Huss died for his advocacy of Wycliffism. The sentence passed by the council coupled the two names together. The 25th of the 30 Articles condemned him for taking offence at the reprobation of the 45 articles, ascribed to Wyclif. How much this article was intended to cover cannot be said. It is certain that Huss did not formally deny the doctrine of transubstantiation, although he was charged with that heresy. Nor was he distinctly condemned for urging the distribution of the cup to the laity, which he advocated after the council had positively forbidden it. His only offence was his definition of the Church and his denial of the infallibility of the papacy and its necessity for the being of the Church. These charges constitute the content of all the 30 articles except the 25th. Luther said brusquely but truly, that Huss committed no more atrocious sin than to declare that a Roman pontiff of impious life is not the head of the Church catholic (John Foxe, in his Book of Martyrs, presented it clearly when he said, "By the life, acts and letters of Huss, it is plain that he was condemned not for any error of doctrine, for he neither denied their popish transubstantiation, neither spake against the authority of the church of Rome, if it were well governed, nor yet against the seven sacraments, but said mass himself and in almost all their popish opinions was a papist with them, but only through evil will was he accused because he spoke against the pomp, pride and avarice and other wicked enormities of the pope, cardinals and prelates of the church, etc.
).
John Huss struck at the foundations of the hierarchical system. He interpreted our Lord’s words to Peter in a way that was fatal to the papal theory of Leo, Hildebrand and Innocent III. (Gerson declared that among the causes for which Huss was condemned was that he had affirmed that the Church could be ruled by priests dispersed throughout the world in the absence of one head an well as with one head.) His conception of the Church, which he drew from Wyclif, contains the kernel of an entirely new system of religious authority.

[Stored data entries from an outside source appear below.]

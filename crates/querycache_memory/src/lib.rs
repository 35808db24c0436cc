// Copyright (c) Microsoft Corporation.
// Licensed under the MIT License.

#![cfg_attr(coverage_nightly, feature(coverage_attribute))]
#![cfg_attr(docsrs, feature(doc_cfg))]

//! In-process cache store backed by moka.
//!
//! [`MemoryStore`] implements [`CacheStore`](querycache_tier::CacheStore) on a
//! concurrent moka cache and honors the per-entry
//! [`EntryOptions`](querycache_tier::EntryOptions) of every write. Use
//! [`MemoryStoreBuilder`] to bound capacity or add store-wide expiration.
//!
//! # Quick Start
//!
//! ```
//! use querycache_memory::MemoryStoreBuilder;
//! use querycache_tier::{CacheStore, EntryOptions};
//! use std::time::Duration;
//!
//! let store = MemoryStoreBuilder::new().max_capacity(1000).build();
//!
//! store.set("key", b"42".to_vec(), &EntryOptions::absolute(Duration::from_secs(300)))?;
//! assert_eq!(store.get("key")?, Some(b"42".to_vec()));
//! # Ok::<(), querycache_tier::Error>(())
//! ```

pub mod builder;
pub mod store;

#[doc(inline)]
pub use builder::MemoryStoreBuilder;
#[doc(inline)]
pub use store::MemoryStore;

He made the Scriptures the final source of appeal, and exalted the authority of the conscience above pope, council and canon law as an interpreter of truth. He carried out these views in practice by continuing to preach in spite of repeated sentences of excommunication, and attacking the pope’s right to call a crusade. If the Church be the company of the elect, as Huss maintained, then God rules in His people and they are sovereign. With such assertions, the teachings of Thomas Aquinas were set aside.

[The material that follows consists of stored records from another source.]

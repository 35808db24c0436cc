// Copyright (c) Microsoft Corporation.
// Licensed under the MIT License.

//! The cache-aside orchestrator.

use querycache_tier::{CacheStore, EntryOptions};
use serde::{Serialize, de::DeserializeOwned};

use crate::{
    CacheAsideBuilder, Error, JsonSerializer, Serializer,
    telemetry::{self, CacheActivity},
};

/// Name used in log events when the builder was not given one.
pub(crate) const DEFAULT_CACHE_NAME: CacheName = "querycache";

/// A static string naming a cache in log events.
pub type CacheName = &'static str;

/// Reads a store, computes on miss and writes the result back.
///
/// A stored value only counts as a hit if it decodes to something other than
/// `T::default()`, and a produced value equal to `T::default()` is returned
/// without being written. Concurrent misses on the same key each compute and
/// write; the last write wins.
///
/// Every operation has a blocking and an async form with the same contract.
///
/// # Examples
///
/// ```
/// use querycache::{CacheAside, EntryOptions, MemoryStore};
///
/// let cache = CacheAside::new(MemoryStore::new());
///
/// let first: i64 = cache.get_or_compute("answer", || Ok(42), &EntryOptions::from_seconds(60))?;
/// let second: i64 = cache.get_or_compute("answer", || Ok(0), &EntryOptions::from_seconds(60))?;
/// assert_eq!((first, second), (42, 42));
/// # Ok::<(), querycache::Error>(())
/// ```
#[derive(Debug, Clone)]
pub struct CacheAside<S, Z = JsonSerializer> {
    store: S,
    serializer: Z,
    name: CacheName,
}

impl<S> CacheAside<S> {
    /// Creates a cache over `store` with the JSON serializer.
    #[must_use]
    pub fn new(store: S) -> Self {
        Self::builder(store).build()
    }

    /// Starts building a cache over `store`.
    #[must_use]
    pub fn builder(store: S) -> CacheAsideBuilder<S> {
        CacheAsideBuilder::new(store)
    }
}

impl<S, Z> CacheAside<S, Z> {
    pub(crate) fn from_parts(store: S, serializer: Z, name: CacheName) -> Self {
        Self { store, serializer, name }
    }

    /// The underlying store.
    #[must_use]
    pub fn store(&self) -> &S {
        &self.store
    }

    /// The name used in log events.
    #[must_use]
    pub fn name(&self) -> CacheName {
        self.name
    }
}

impl<S: CacheStore, Z: Serializer> CacheAside<S, Z> {
    /// Returns the cached value for `key`, or produces, stores and returns it.
    ///
    /// # Errors
    ///
    /// - [`InvalidArgument`](crate::ErrorKind::InvalidArgument) if `key` is
    ///   empty, before any store I/O.
    /// - [`Backend`](crate::ErrorKind::Backend) if the store fails.
    /// - [`Serialization`](crate::ErrorKind::Serialization) if the stored payload
    ///   does not decode or the produced value does not encode.
    /// - Whatever `produce` returns.
    pub fn get_or_compute<T, F>(&self, key: &str, produce: F, options: &EntryOptions) -> Result<T, Error>
    where
        T: Serialize + DeserializeOwned + Default + PartialEq,
        F: FnOnce() -> Result<T, Error>,
    {
        ensure_key(key)?;
        if let Some(value) = self.decode_hit(key, self.store.get(key)?)? {
            return Ok(value);
        }

        let value = produce()?;
        if let Some(payload) = self.encode_computed(key, &value)? {
            self.store.set(key, payload, options)?;
            telemetry::record(self.name, key, CacheActivity::Stored);
        }
        Ok(value)
    }

    /// Async form of [`CacheAside::get_or_compute`].
    ///
    /// # Errors
    ///
    /// Same as [`CacheAside::get_or_compute`].
    pub async fn get_or_compute_async<T, F, Fut>(&self, key: &str, produce: F, options: &EntryOptions) -> Result<T, Error>
    where
        T: Serialize + DeserializeOwned + Default + PartialEq + Send,
        F: FnOnce() -> Fut + Send,
        Fut: Future<Output = Result<T, Error>> + Send,
    {
        ensure_key(key)?;
        if let Some(value) = self.decode_hit(key, self.store.get_async(key).await?)? {
            return Ok(value);
        }

        let value = produce().await?;
        if let Some(payload) = self.encode_computed(key, &value)? {
            self.store.set_async(key, payload, options).await?;
            telemetry::record(self.name, key, CacheActivity::Stored);
        }
        Ok(value)
    }

    /// [`CacheAside::get_or_compute`] with an absolute lifetime of `seconds`.
    ///
    /// # Errors
    ///
    /// [`InvalidArgument`](crate::ErrorKind::InvalidArgument) if `seconds` is
    /// not positive, before any store I/O; otherwise as
    /// [`CacheAside::get_or_compute`].
    pub fn get_or_compute_for<T, F>(&self, key: &str, produce: F, seconds: i64) -> Result<T, Error>
    where
        T: Serialize + DeserializeOwned + Default + PartialEq,
        F: FnOnce() -> Result<T, Error>,
    {
        self.get_or_compute(key, produce, &lifetime(seconds)?)
    }

    /// Async form of [`CacheAside::get_or_compute_for`].
    ///
    /// # Errors
    ///
    /// Same as [`CacheAside::get_or_compute_for`].
    pub async fn get_or_compute_for_async<T, F, Fut>(&self, key: &str, produce: F, seconds: i64) -> Result<T, Error>
    where
        T: Serialize + DeserializeOwned + Default + PartialEq + Send,
        F: FnOnce() -> Fut + Send,
        Fut: Future<Output = Result<T, Error>> + Send,
    {
        let options = lifetime(seconds)?;
        self.get_or_compute_async(key, produce, &options).await
    }

    /// Reads and decodes the value stored under `key`.
    ///
    /// Unlike [`CacheAside::get_or_compute`], a stored default value is
    /// returned as is.
    ///
    /// # Errors
    ///
    /// Returns an error if `key` is empty, the store fails or the payload does
    /// not decode into `T`.
    pub fn get<T: DeserializeOwned>(&self, key: &str) -> Result<Option<T>, Error> {
        ensure_key(key)?;
        self.store
            .get(key)?
            .map(|payload| self.serializer.deserialize(&payload))
            .transpose()
    }

    /// Async form of [`CacheAside::get`].
    ///
    /// # Errors
    ///
    /// Same as [`CacheAside::get`].
    pub async fn get_async<T: DeserializeOwned>(&self, key: &str) -> Result<Option<T>, Error> {
        ensure_key(key)?;
        self.store
            .get_async(key)
            .await?
            .map(|payload| self.serializer.deserialize(&payload))
            .transpose()
    }

    /// Encodes `value` and stores it under `key`.
    ///
    /// # Errors
    ///
    /// Returns an error if `key` is empty, the value does not encode or the
    /// store fails.
    pub fn set<T: Serialize + ?Sized>(&self, key: &str, value: &T, options: &EntryOptions) -> Result<(), Error> {
        ensure_key(key)?;
        let payload = self.serializer.serialize(value)?;
        self.store.set(key, payload, options)?;
        Ok(())
    }

    /// Async form of [`CacheAside::set`].
    ///
    /// # Errors
    ///
    /// Same as [`CacheAside::set`].
    pub async fn set_async<T: Serialize + Sync + ?Sized>(&self, key: &str, value: &T, options: &EntryOptions) -> Result<(), Error> {
        ensure_key(key)?;
        let payload = self.serializer.serialize(value)?;
        self.store.set_async(key, payload, options).await?;
        Ok(())
    }

    /// [`CacheAside::set`] with an absolute lifetime of `seconds`.
    ///
    /// # Errors
    ///
    /// [`InvalidArgument`](crate::ErrorKind::InvalidArgument) if `seconds` is
    /// not positive; otherwise as [`CacheAside::set`].
    pub fn set_for<T: Serialize + ?Sized>(&self, key: &str, value: &T, seconds: i64) -> Result<(), Error> {
        self.set(key, value, &lifetime(seconds)?)
    }

    /// Async form of [`CacheAside::set_for`].
    ///
    /// # Errors
    ///
    /// Same as [`CacheAside::set_for`].
    pub async fn set_for_async<T: Serialize + Sync + ?Sized>(&self, key: &str, value: &T, seconds: i64) -> Result<(), Error> {
        let options = lifetime(seconds)?;
        self.set_async(key, value, &options).await
    }

    /// Removes the entry stored under `key`.
    ///
    /// # Errors
    ///
    /// Returns an error if `key` is empty or the store fails.
    pub fn remove(&self, key: &str) -> Result<(), Error> {
        ensure_key(key)?;
        self.store.remove(key)?;
        Ok(())
    }

    /// Async form of [`CacheAside::remove`].
    ///
    /// # Errors
    ///
    /// Same as [`CacheAside::remove`].
    pub async fn remove_async(&self, key: &str) -> Result<(), Error> {
        ensure_key(key)?;
        self.store.remove_async(key).await?;
        Ok(())
    }

    /// Decodes a stored payload; `None` unless it holds a non-default value.
    fn decode_hit<T>(&self, key: &str, payload: Option<Vec<u8>>) -> Result<Option<T>, Error>
    where
        T: DeserializeOwned + Default + PartialEq,
    {
        let hit = match payload {
            Some(payload) => Some(self.serializer.deserialize::<T>(&payload)?).filter(|value| *value != T::default()),
            None => None,
        };
        let activity = if hit.is_some() { CacheActivity::Hit } else { CacheActivity::Miss };
        telemetry::record(self.name, key, activity);
        Ok(hit)
    }

    /// Encodes a produced value; `None` if it equals the default and must not be stored.
    fn encode_computed<T>(&self, key: &str, value: &T) -> Result<Option<Vec<u8>>, Error>
    where
        T: Serialize + Default + PartialEq,
    {
        if *value == T::default() {
            telemetry::record(self.name, key, CacheActivity::SkipDefault);
            return Ok(None);
        }
        self.serializer.serialize(value).map(Some)
    }
}

fn ensure_key(key: &str) -> Result<(), Error> {
    if key.is_empty() {
        return Err(Error::invalid_argument("cache key must not be empty"));
    }
    Ok(())
}

fn lifetime(seconds: i64) -> Result<EntryOptions, Error> {
    u64::try_from(seconds)
        .ok()
        .filter(|seconds| *seconds > 0)
        .map(EntryOptions::from_seconds)
        .ok_or_else(|| Error::invalid_argument("cache lifetime must be a positive number of seconds"))
}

The enlightened group of men who shared the spirit of Gerson and D’Ailly did not comprehend Wycliffism, for Wycliffism was a revolt against an alleged divine institution, the visible Church. Gerson denied that the appeal to conscience was an excuse for refusing to submit to ecclesiastical authority. Faith, with him, was agreement with the Church’s system. The chancellor not only voted for Huss’ condemnation, but declared he had busily worked to bring the sentence about. Nineteen articles he drew from Huss’ work on the Church, he pronounced "notoriously heretical." However, at a later time, in a huff over the leniency shown to Jean Petit, he stated that if Huss had been given an advocate, he would never have been convicted.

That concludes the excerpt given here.